→ **EXERCISE REQUIREMENTS**: Transcribe the data in full; each line must match exactly.
START SOURCE MATERIAL
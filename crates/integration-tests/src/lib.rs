//! Integration tests for Curbside.
//!
//! # Running Tests
//!
//! ```bash
//! # Start the database and run migrations + seed
//! cargo run -p curbside-cli -- migrate
//! cargo run -p curbside-cli -- seed
//!
//! # Start both servers
//! cargo run -p curbside-portal &
//! cargo run -p curbside-admin &
//!
//! # Run integration tests
//! cargo test -p curbside-integration-tests -- --ignored
//! ```
//!
//! # Test Categories
//!
//! - `portal_api` - Public intake and crew API tests
//! - `admin_api` - Admin console API tests
//!
//! Base URLs are configurable via `PORTAL_BASE_URL` and `ADMIN_BASE_URL`;
//! the admin tests expect `ADMIN_EMAIL`/`ADMIN_PASSWORD` to match the
//! running admin binary's configuration.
END SOURCE MATERIAL
→ **EXERCISE ANSWER**:
filename crates/integration-tests/src/lib.rs
//! Integration tests for Curbside.
//!
//! # Running Tests
//!
//! ```bash
//! # Start the database and run migrations + seed
//! cargo run -p curbside-cli -- migrate
//! cargo run -p curbside-cli -- seed
//!
//! # Start both servers
//! cargo run -p curbside-portal &
//! cargo run -p curbside-admin &
//!
//! # Run integration tests
//! cargo test -p curbside-integration-tests -- --ignored
//! ```
//!
//! # Test Categories
//!
//! - `portal_api` - Public intake and crew API tests
//! - `admin_api` - Admin console API tests
//!
//! Base URLs are configurable via `PORTAL_BASE_URL` and `ADMIN_BASE_URL`;
//! the admin tests expect `ADMIN_EMAIL`/`ADMIN_PASSWORD` to match the
//! running admin binary's configuration.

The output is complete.